I often do the analysis in different way though – I do a spatial join of the location of interest to the point features, in which you get a field that is the distance to the nearest feature, and then subsequently do analysis on that distance field. In that workflow, it makes it much easier to change the size of the buffer for sensitivity analysis, or conduct analysis on different subsets of data.

To start I am going to be working with a set of robberies in Dallas (from the open data, not quite 16k), and DART stations (n = 74). (DART is the Dallas above ground train.) You can access the Excel file I am doing analysis with here. Using excel as I often suggest it for undergrads/masters for projects who aren’t up to speed with programming – so this is a good illustration of that buffer analysis workflow.

Distance to Nearest

To start, I would typically use a GIS system (or R/python/SQL) to calculate the distance to a nearest object. But I don’t have access to Arc anymore, so I am going to show you a way to do this right in Excel. This only works for projected data (not latitude/longitude), and calculating distance from point-to-point.

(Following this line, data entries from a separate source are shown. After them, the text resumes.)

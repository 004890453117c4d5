use crate::build::{Step, Verbosity};
use crate::result::{EveBuildError, Result};
use std::io::Read;
use std::path::PathBuf;
use std::process::Stdio;
use tokio::process::Command;
use which::which;

/// Outcome of one child process.
#[derive(Debug, Clone, PartialEq, Eq)]
pub struct StepOutput {
    pub success: bool,
    pub code: Option<i32>,
    /// Combined stdout/stderr, only present when output was captured.
    pub captured: Option<String>,
}

impl StepOutput {
    pub fn succeeded() -> Self {
        Self {
            success: true,
            code: Some(0),
            captured: None,
        }
    }

    pub fn failed(code: Option<i32>, captured: Option<String>) -> Self {
        Self {
            success: false,
            code,
            captured,
        }
    }
}

/// Executes a single planned step and reports how it exited.
///
/// Implementations return `Ok` for any child that ran to completion, whatever
/// its exit status; `Err` is reserved for failures to start or await it.
#[allow(async_fn_in_trait)]
pub trait StepRunner {
    async fn run(&mut self, step: &Step, verbosity: Verbosity) -> Result<StepOutput>;
}

#[derive(Default)]
pub struct ProcessManager;

impl ProcessManager {
    pub fn new() -> Self {
        Self
    }

    pub fn find_executable(&self, name: &str) -> Result<PathBuf> {
        which(name).map_err(|_| {
            EveBuildError::not_found(format!("Executable not found: {}", name))
        })
    }
}

impl StepRunner for ProcessManager {
    async fn run(&mut self, step: &Step, verbosity: Verbosity) -> Result<StepOutput> {
        let program = step
            .program()
            .ok_or_else(|| EveBuildError::process(format!("{} has an empty command", step.label())))?;
        let executable = self.find_executable(program)?;

        let mut command = Command::new(&executable);
        command.args(step.args());
        command.stdin(Stdio::null());
        if let Some(dir) = step.working_dir() {
            command.current_dir(dir);
        }

        log::info!("Running {}: {}", step.label(), step.command_line());

        if verbosity.is_quiet() {
            // One pipe for both streams keeps the child's write order.
            let (mut reader, writer) = os_pipe::pipe()?;
            command.stdout(writer.try_clone()?);
            command.stderr(writer);

            let mut child = command.spawn().map_err(|e| {
                EveBuildError::process(format!("Failed to execute {}: {}", program, e))
            })?;
            // The parent's copies of the write end must close for the reader to see EOF.
            drop(command);

            let drain = tokio::task::spawn_blocking(move || {
                let mut bytes = Vec::new();
                reader.read_to_end(&mut bytes).map(|_| bytes)
            });

            let status = child.wait().await.map_err(|e| {
                EveBuildError::process(format!("Failed to wait for {}: {}", program, e))
            })?;
            let bytes = drain
                .await
                .map_err(|e| EveBuildError::process(format!("Failed to read output of {}: {}", program, e)))??;

            log::debug!("{} exited with {}", step.label(), status);

            if status.success() {
                return Ok(StepOutput::succeeded());
            }

            let captured = String::from_utf8_lossy(&bytes).into_owned();
            Ok(StepOutput::failed(status.code(), Some(captured)))
        } else {
            command.stdout(Stdio::inherit());
            command.stderr(Stdio::inherit());

            let mut child = command.spawn().map_err(|e| {
                EveBuildError::process(format!("Failed to execute {}: {}", program, e))
            })?;

            let status = child.wait().await.map_err(|e| {
                EveBuildError::process(format!("Failed to wait for {}: {}", program, e))
            })?;

            log::debug!("{} exited with {}", step.label(), status);

            if status.success() {
                Ok(StepOutput::succeeded())
            } else {
                Ok(StepOutput::failed(status.code(), None))
            }
        }
    }
}
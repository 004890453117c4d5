pub mod parser;

use crate::build::{BuildOptions, Verbosity, PROJECT_NAME};
use crate::cli::parser::CliParser;
use crate::commands::CommandExecutor;
use crate::result::Result;
use clap::{ArgAction, Parser};
use std::path::{Path, PathBuf};

#[derive(Parser, Debug)]
#[command(name = "evebuild")]
#[command(about = "Builds evelike and its dependencies with CMake, in Debug and Release")]
#[command(version)]
#[command(
    help_template = "{before-help}{name} v{version}\n\n{about-with-newline}\n{usage-heading} {usage}\n\n{all-args}{after-help}"
)]
pub struct Cli {
    #[arg(
        short,
        long,
        value_name = "DIR",
        help = "Project source directory containing CMakeLists.txt (default: current directory)"
    )]
    project_dir: Option<PathBuf>,

    #[arg(
        short,
        long,
        value_name = "DIR",
        help = "Intermediate build directory (default: ./build); Debug and Release are created inside it"
    )]
    build_dir: Option<PathBuf>,

    #[arg(short, long, help = "Do a clean CMake generate and build")]
    fresh: bool,

    #[arg(short, long, help = "Do not run tests")]
    no_tests: bool,

    #[cfg(target_os = "linux")]
    #[arg(short, long, help = "Cross-compile for Windows from Linux (disables tests)")]
    windows_cross_compile: bool,

    #[arg(short, long, conflicts_with = "release_only", help = "Only Debug targets")]
    debug_only: bool,

    #[arg(short, long, help = "Only Release targets")]
    release_only: bool,

    #[arg(
        short,
        long,
        conflicts_with = "verbose",
        help = "Print no output except in the event of an error"
    )]
    quiet: bool,

    #[arg(
        short,
        long,
        action = ArgAction::Count,
        help = "Print output from the generate and build steps; repeat for more detail"
    )]
    verbose: u8,
}

impl Cli {
    pub async fn execute(self) -> Result<()> {
        let cwd = std::env::current_dir()?;
        let options = self.build_options(&cwd)?;
        CliParser::validate_project_dir(&options.project_dir)?;

        log::info!("Building {} in {}", PROJECT_NAME, options.build_dir.display());

        let mut executor = CommandExecutor::new();
        executor.build_project(options).await
    }

    pub fn verbosity(&self) -> Verbosity {
        Verbosity::from_flags(self.quiet, self.verbose)
    }

    #[cfg(target_os = "linux")]
    pub fn cross_compile_windows(&self) -> bool {
        self.windows_cross_compile
    }

    #[cfg(not(target_os = "linux"))]
    pub fn cross_compile_windows(&self) -> bool {
        false
    }

    /// Resolves the parsed arguments against `cwd` into options for a build run.
    pub fn build_options(&self, cwd: &Path) -> Result<BuildOptions> {
        let project_dir = self
            .project_dir
            .as_deref()
            .map(|dir| CliParser::resolve_dir(cwd, dir))
            .unwrap_or_else(|| cwd.to_path_buf());

        let build_dir = self
            .build_dir
            .as_deref()
            .map(|dir| CliParser::resolve_dir(cwd, dir))
            .unwrap_or_else(|| CliParser::default_build_dir(cwd));

        let cross_compile_windows = self.cross_compile_windows();

        let options = BuildOptions {
            project_dir,
            build_dir,
            debug_only: self.debug_only,
            release_only: self.release_only,
            fresh: self.fresh,
            run_tests: !(self.no_tests || cross_compile_windows),
            verbosity: self.verbosity(),
            cross_compile_windows,
        };
        options.validate()?;

        Ok(options)
    }
}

So first, to figure out the distance between two points in Euclidean space, we can just use the Pythagorean theorem that you learned in grade school, Distance = sqrt( (x1 - x2)^2 + (y1 - y2)^2 ). Because we are doing this in an Excel spreadsheet and want to find the nearest Dart station to the robbery, we will use a little array formula magic. I named my table of Dart locations Dart, and so the array formula to find the nearest distance in Excel is:

=MIN( SQRT( (B2 - Dart[X])^2  + (C2 - Dart[Y])^2))

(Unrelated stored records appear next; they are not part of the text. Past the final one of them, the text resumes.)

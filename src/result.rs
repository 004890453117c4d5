use crate::build::{EXIT_FAILURE, EXIT_SUCCESS};
use smol_str::SmolStr;
use std::borrow::Cow;
use thiserror::Error;

/** Main Result type alias for evebuild operations
 *
 * # Usage
 * ```no_run
 * use evebuild::result::Result;
 *
 * async fn read_settings() -> Result<String> {
 *     // Function automatically propagates EveBuildError
 *     let content = std::fs::read_to_string("evebuild.toml")?;
 *     Ok(content)
 * }
 * ```
 */
pub type Result<T> = std::result::Result<T, EveBuildError>;

/** Error enumeration for the build driver
 *
 * # Error Categories
 * - **Io**: File system operations, including fresh-build cleanup
 * - **StepFailed**: An external command ran and exited unsuccessfully
 * - **Process**: An external command could not be started or awaited
 * - **Config**: Invalid options or settings file contents
 * - **NotFound**: Missing project directory, settings file or executable
 * - **TomlParse**: Settings file is not valid TOML
 *
 * # Design Notes
 * - `StepFailed` keeps the full command line and any captured output so the
 *   entry point can report them and map the failure to exit status 1
 * - Uses `Cow<'static, str>` for message variants
 */
#[derive(Error, Debug)]
pub enum EveBuildError {
    #[error("IO error: {0}")]
    Io(#[from] std::io::Error),

    #[error("{label} failed: `{command}` exited with {}", describe_code(.code))]
    StepFailed {
        label: SmolStr,
        command: String,
        code: Option<i32>,
        output: Option<String>,
    },

    #[error("Process error: {0}")]
    Process(Cow<'static, str>),

    #[error("Config error: {0}")]
    Config(Cow<'static, str>),

    #[error("Not found: {0}")]
    NotFound(Cow<'static, str>),

    #[error("TOML parse error: {0}")]
    TomlParse(#[from] toml::de::Error),
}

fn describe_code(code: &Option<i32>) -> String {
    match code {
        Some(code) => format!("status {}", code),
        None => "no status (terminated by signal)".to_string(),
    }
}

impl EveBuildError {
    pub const CONFLICTING_CONFIGURATIONS: &'static str =
        "debug-only and release-only cannot both be selected";
    pub const ZERO_JOBS: &'static str = "toolchain.jobs must be at least 1";

    pub fn process(msg: impl Into<Cow<'static, str>>) -> Self {
        Self::Process(msg.into())
    }

    pub fn config(msg: impl Into<Cow<'static, str>>) -> Self {
        Self::Config(msg.into())
    }

    pub fn not_found(msg: impl Into<Cow<'static, str>>) -> Self {
        Self::NotFound(msg.into())
    }

    /// True when an external build step ran and reported failure.
    pub fn is_step_failure(&self) -> bool {
        matches!(self, Self::StepFailed { .. })
    }
}

/// Process exit status for the outcome of a run. Any error, step failure or not, is `EXIT_FAILURE`.
pub fn exit_code(result: &Result<()>) -> i32 {
    match result {
        Ok(()) => EXIT_SUCCESS,
        Err(_) => EXIT_FAILURE,
    }
}
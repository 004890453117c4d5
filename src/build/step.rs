use crate::build::cmake::command_line;
use smol_str::SmolStr;
use std::path::{Path, PathBuf};

/// One external command invocation, executed in the order it was planned.
#[derive(Debug, Clone, PartialEq, Eq)]
pub struct Step {
    label: SmolStr,
    command: Vec<String>,
    working_dir: Option<PathBuf>,
}

impl Step {
    pub fn new(label: impl Into<SmolStr>, command: Vec<String>) -> Self {
        Self {
            label: label.into(),
            command,
            working_dir: None,
        }
    }

    pub fn in_dir(mut self, dir: impl Into<PathBuf>) -> Self {
        self.working_dir = Some(dir.into());
        self
    }

    pub fn label(&self) -> &str {
        &self.label
    }

    pub fn command(&self) -> &[String] {
        &self.command
    }

    pub fn program(&self) -> Option<&str> {
        self.command.first().map(String::as_str)
    }

    pub fn args(&self) -> &[String] {
        self.command.get(1..).unwrap_or_default()
    }

    pub fn working_dir(&self) -> Option<&Path> {
        self.working_dir.as_deref()
    }

    pub fn command_line(&self) -> String {
        command_line(&self.command)
    }
}
use std::cmp::Ordering;
use std::collections::BTreeMap;

use crate::tables::CustomerSegment;

/// Headline numbers and per-segment breakdowns for the aggregate screen.
///
/// Only customers with a segment label are counted, so `total_customers` always equals the sum
/// of `customers_by_segment`.
#[derive(Debug, Clone, PartialEq)]
pub struct DashboardMetrics {
    pub total_customers: usize,
    pub total_revenue: f64,
    pub avg_ticket: f64,
    pub returning_pct: f64,
    /// Sorted by count, descending.
    pub customers_by_segment: Vec<(String, usize)>,
    /// Sorted by revenue, descending.
    pub revenue_by_segment: Vec<(String, f64)>,
    pub top_segment: Option<TopSegment>,
    /// Sorted by segment label.
    pub segment_stats: Vec<SegmentStats>,
    pub rfm_points: Vec<RfmPoint>,
}

#[derive(Debug, Clone, PartialEq)]
pub struct TopSegment {
    pub segment: String,
    pub share_pct: f64,
}

#[derive(Debug, Clone, PartialEq)]
pub struct SegmentStats {
    pub segment: String,
    pub avg_spend: f64,
    pub avg_recency_days: f64,
    pub avg_orders: f64,
}

#[derive(Debug, Clone, PartialEq)]
pub struct RfmPoint {
    pub segment: String,
    pub recency_days: u32,
    pub total_spend: f64,
}

#[derive(Default)]
struct Accumulator {
    customers: usize,
    spend: f64,
    recency_days: f64,
    orders: f64,
}

/// `100 * part / whole`, or 0 when the ratio is undefined.
pub fn percent_of(part: f64, whole: f64) -> f64 {
    if whole == 0.0 || !whole.is_finite() {
        return 0.0;
    }
    100.0 * part / whole
}

fn mean(sum: f64, count: usize) -> f64 {
    if count == 0 {
        return 0.0;
    }
    sum / count as f64
}

impl DashboardMetrics {
    pub fn compute(customers: &[CustomerSegment]) -> Self {
        let mut by_segment: BTreeMap<&str, Accumulator> = BTreeMap::new();
        let mut rfm_points = Vec::new();
        let mut returning = 0usize;

        for customer in customers {
            let Some(segment) = customer.customer_segment.as_deref() else {
                continue;
            };
            let acc = by_segment.entry(segment).or_default();
            acc.customers += 1;
            acc.spend += customer.total_spend;
            acc.recency_days += f64::from(customer.recency_days);
            acc.orders += f64::from(customer.n_orders);
            if customer.n_orders > 1 {
                returning += 1;
            }
            rfm_points.push(RfmPoint {
                segment: segment.to_string(),
                recency_days: customer.recency_days,
                total_spend: customer.total_spend,
            });
        }

        let total_customers: usize = by_segment.values().map(|acc| acc.customers).sum();
        let total_revenue: f64 = by_segment.values().map(|acc| acc.spend).sum();

        let mut customers_by_segment: Vec<(String, usize)> = by_segment
            .iter()
            .map(|(segment, acc)| (segment.to_string(), acc.customers))
            .collect();
        customers_by_segment.sort_by(|a, b| b.1.cmp(&a.1).then_with(|| a.0.cmp(&b.0)));

        let mut revenue_by_segment: Vec<(String, f64)> = by_segment
            .iter()
            .map(|(segment, acc)| (segment.to_string(), acc.spend))
            .collect();
        revenue_by_segment.sort_by(|a, b| {
            b.1.partial_cmp(&a.1)
                .unwrap_or(Ordering::Equal)
                .then_with(|| a.0.cmp(&b.0))
        });

        let top_segment = revenue_by_segment
            .first()
            .map(|(segment, revenue)| TopSegment {
                segment: segment.clone(),
                share_pct: percent_of(*revenue, total_revenue),
            });

        let segment_stats = by_segment
            .iter()
            .map(|(segment, acc)| SegmentStats {
                segment: segment.to_string(),
                avg_spend: mean(acc.spend, acc.customers),
                avg_recency_days: mean(acc.recency_days, acc.customers),
                avg_orders: mean(acc.orders, acc.customers),
            })
            .collect();

        Self {
            total_customers,
            total_revenue,
            avg_ticket: mean(total_revenue, total_customers),
            returning_pct: percent_of(returning as f64, total_customers as f64),
            customers_by_segment,
            revenue_by_segment,
            top_segment,
            segment_stats,
            rfm_points,
        }
    }
}

#[cfg(test)]
mod tests {
    use super::*;

    fn customer(id: &str, segment: Option<&str>, spend: f64, orders: u32) -> CustomerSegment {
        CustomerSegment {
            customer_unique_id: id.to_string(),
            customer_segment: segment.map(str::to_string),
            total_spend: spend,
            n_orders: orders,
            recency_days: 30,
        }
    }

    #[test]
    fn test_top_segment_share() {
        let metrics = DashboardMetrics::compute(&[
            customer("a", Some("A"), 100.0, 1),
            customer("b", Some("B"), 900.0, 1),
        ]);

        assert_eq!(metrics.total_customers, 2);
        assert_eq!(metrics.total_revenue, 1000.0);
        assert_eq!(metrics.avg_ticket, 500.0);
        assert_eq!(metrics.returning_pct, 0.0);

        let top = metrics.top_segment.unwrap();
        assert_eq!(top.segment, "B");
        assert!((top.share_pct - 90.0).abs() < 1e-9);
        assert_eq!(
            metrics.revenue_by_segment,
            vec![("B".to_string(), 900.0), ("A".to_string(), 100.0)]
        );
    }

    #[test]
    fn test_unlabelled_customers_are_dropped() {
        let metrics = DashboardMetrics::compute(&[
            customer("a", Some("Loyal"), 50.0, 3),
            customer("b", None, 5000.0, 9),
            customer("c", Some("Loyal"), 150.0, 1),
            customer("d", Some("New"), 20.0, 1),
        ]);

        let counted: usize = metrics.customers_by_segment.iter().map(|(_, n)| n).sum();
        assert_eq!(metrics.total_customers, 3);
        assert_eq!(counted, metrics.total_customers);
        assert_eq!(metrics.total_revenue, 220.0);
        assert_eq!(metrics.rfm_points.len(), 3);
        assert_eq!(
            metrics.customers_by_segment,
            vec![("Loyal".to_string(), 2), ("New".to_string(), 1)]
        );
        assert!((metrics.returning_pct - 100.0 / 3.0).abs() < 1e-9);
    }

    #[test]
    fn test_empty_table_has_defined_percentages() {
        let metrics = DashboardMetrics::compute(&[customer("a", None, 10.0, 2)]);

        assert_eq!(metrics.total_customers, 0);
        assert_eq!(metrics.returning_pct, 0.0);
        assert_eq!(metrics.avg_ticket, 0.0);
        assert!(metrics.top_segment.is_none());
        assert!(metrics.segment_stats.is_empty());
    }

    #[test]
    fn test_zero_revenue_share_is_zero() {
        let metrics = DashboardMetrics::compute(&[customer("a", Some("Dormant"), 0.0, 1)]);
        assert_eq!(metrics.top_segment.unwrap().share_pct, 0.0);
    }

    #[test]
    fn test_segment_stats() {
        let mut frequent = customer("a", Some("Champions"), 300.0, 4);
        frequent.recency_days = 10;
        let mut other = customer("b", Some("Champions"), 100.0, 2);
        other.recency_days = 20;

        let metrics =
            DashboardMetrics::compute(&[frequent, other, customer("c", Some("At Risk"), 80.0, 1)]);

        assert_eq!(
            metrics.segment_stats,
            vec![
                SegmentStats {
                    segment: "At Risk".to_string(),
                    avg_spend: 80.0,
                    avg_recency_days: 30.0,
                    avg_orders: 1.0,
                },
                SegmentStats {
                    segment: "Champions".to_string(),
                    avg_spend: 200.0,
                    avg_recency_days: 15.0,
                    avg_orders: 3.0,
                },
            ]
        );
    }

    #[test]
    fn test_percent_of_guards_zero() {
        assert_eq!(percent_of(5.0, 0.0), 0.0);
        assert_eq!(percent_of(5.0, f64::NAN), 0.0);
        assert_eq!(percent_of(1.0, 4.0), 25.0);
    }
}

When you enter this formula, hit Ctrl + Shift + Enter, else it just returns the distance to the first Dart station. If you did this right, you will see the formula have {} brackets around it in the formula bar.

Distance will be defined in whatever the projected units are in – here they are in feet. But by using MIN with the array, it returns the distance to the nearest station. To get the ID of the associated station, we need to do a similar formula (and this only works with numeric ID fields). You can basically do an array IF formula, and the only station this is true for will be the MAX of that array. (Again hit Ctrl + Shift + Enter when finishing off this cell calculation instead of just Enter.)

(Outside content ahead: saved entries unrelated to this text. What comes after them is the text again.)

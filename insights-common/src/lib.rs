pub mod categories;
pub mod config;
pub mod error;
pub mod filter;
pub mod format;
pub mod loader;
pub mod metrics;
pub mod profile;
pub mod recommend;
pub mod tables;
use insights_dashboard::cmd;
use tracing::info;

fn main() {
    let subscriber = tracing_subscriber::fmt()
        .with_writer(std::io::stderr)
        .with_env_filter(
            tracing_subscriber::EnvFilter::builder()
                .with_default_directive(tracing::Level::INFO.into())
                .from_env_lossy(),
        )
        .finish();

    tracing::subscriber::set_global_default(subscriber).expect("Failed to set tracing subscriber");

    match cmd::Cli::run() {
        Ok(_) => info!("dashboard closed"),
        Err(e) => {
            eprintln!("Oops! {e}");

            let mut source = e.source();
            if source.is_some() {
                eprintln!("\nCaused by:");
                let mut index = 0;
                while let Some(err) = source {
                    eprintln!("    {index}: {err}");
                    source = err.source();
                    index += 1;
                }
            }
            std::process::exit(1);
        }
    }
}
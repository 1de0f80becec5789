pub mod app;
pub mod customers;
pub mod dashboard;
pub mod filters;
mod style;

pub use app::{start_dashboard, DashboardTui};
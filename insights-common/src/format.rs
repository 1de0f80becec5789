//! Display formatting shared by both screens.

pub const CURRENCY: &str = "BRL";

/// Groups thousands with a space: `93342` -> `"93 342"`.
pub fn thousands(value: usize) -> String {
    let digits = value.to_string();
    let mut out = String::with_capacity(digits.len() + digits.len() / 3);
    for (i, c) in digits.chars().enumerate() {
        if i > 0 && (digits.len() - i) % 3 == 0 {
            out.push(' ');
        }
        out.push(c);
    }
    out
}

pub fn money(value: f64) -> String {
    format!("{value:.2} {CURRENCY}")
}

pub fn millions(value: f64) -> String {
    format!("{:.2}M {CURRENCY}", value / 1_000_000.0)
}

pub fn percent(value: f64) -> String {
    format!("{value:.2}%")
}

/// `"...` + the last 8 characters of a customer id.
pub fn short_id(customer_id: &str) -> String {
    let tail: String = customer_id
        .chars()
        .rev()
        .take(8)
        .collect::<Vec<_>>()
        .into_iter()
        .rev()
        .collect();
    format!("...{tail}")
}
use clap::ValueEnum;

/// The screen currently on display. Exactly one is active at a time.
#[derive(Debug, Clone, Copy, PartialEq, Eq, Default, ValueEnum)]
pub enum View {
    Dashboard,
    #[default]
    Customers,
}

/// Sidebar actions.
#[derive(Debug, Clone, Copy, PartialEq, Eq)]
pub enum Navigation {
    ShowDashboard,
    ShowCustomers,
}

impl View {
    pub const ALL: [View; 2] = [View::Dashboard, View::Customers];

    pub fn navigate(self, navigation: Navigation) -> View {
        match navigation {
            Navigation::ShowDashboard => View::Dashboard,
            Navigation::ShowCustomers => View::Customers,
        }
    }

    pub fn label(&self) -> &'static str {
        match self {
            View::Dashboard => "DASHBOARD",
            View::Customers => "CLIENTS DB",
        }
    }

    pub fn hotkey(&self) -> char {
        match self {
            View::Dashboard => '1',
            View::Customers => '2',
        }
    }
}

=MAX(IF(F2=SQRT((B2 - Dart[X])^2  + (C2 - Dart[Y])^2), Dart[DartID],0))

User beware – this runs super fast on my machine (surprisingly) but it is quite a few computations under the hood. For much larger data again use a GIS/database/Stat program to do these calculations.

Using Pivot Tables to do Buffer Analysis

So now that we have those distance fields, it is easy to do a formula along the lines of you want to count up the robberies within 1000 feet. You can do another IF formula that is something like IF([@Distance] < 1000, 1, 0).

And then go ahead and make a pivot table, and put the DartID as the rows, and the Within distance field you just made as the values (to sum in the pivot table).

Then bam, you have your buffer analysis. Here I sorted the pivot table so you can see the highest crime Dart is 12. (I haven’t looked up which one this is, you can use Excel though to map them out).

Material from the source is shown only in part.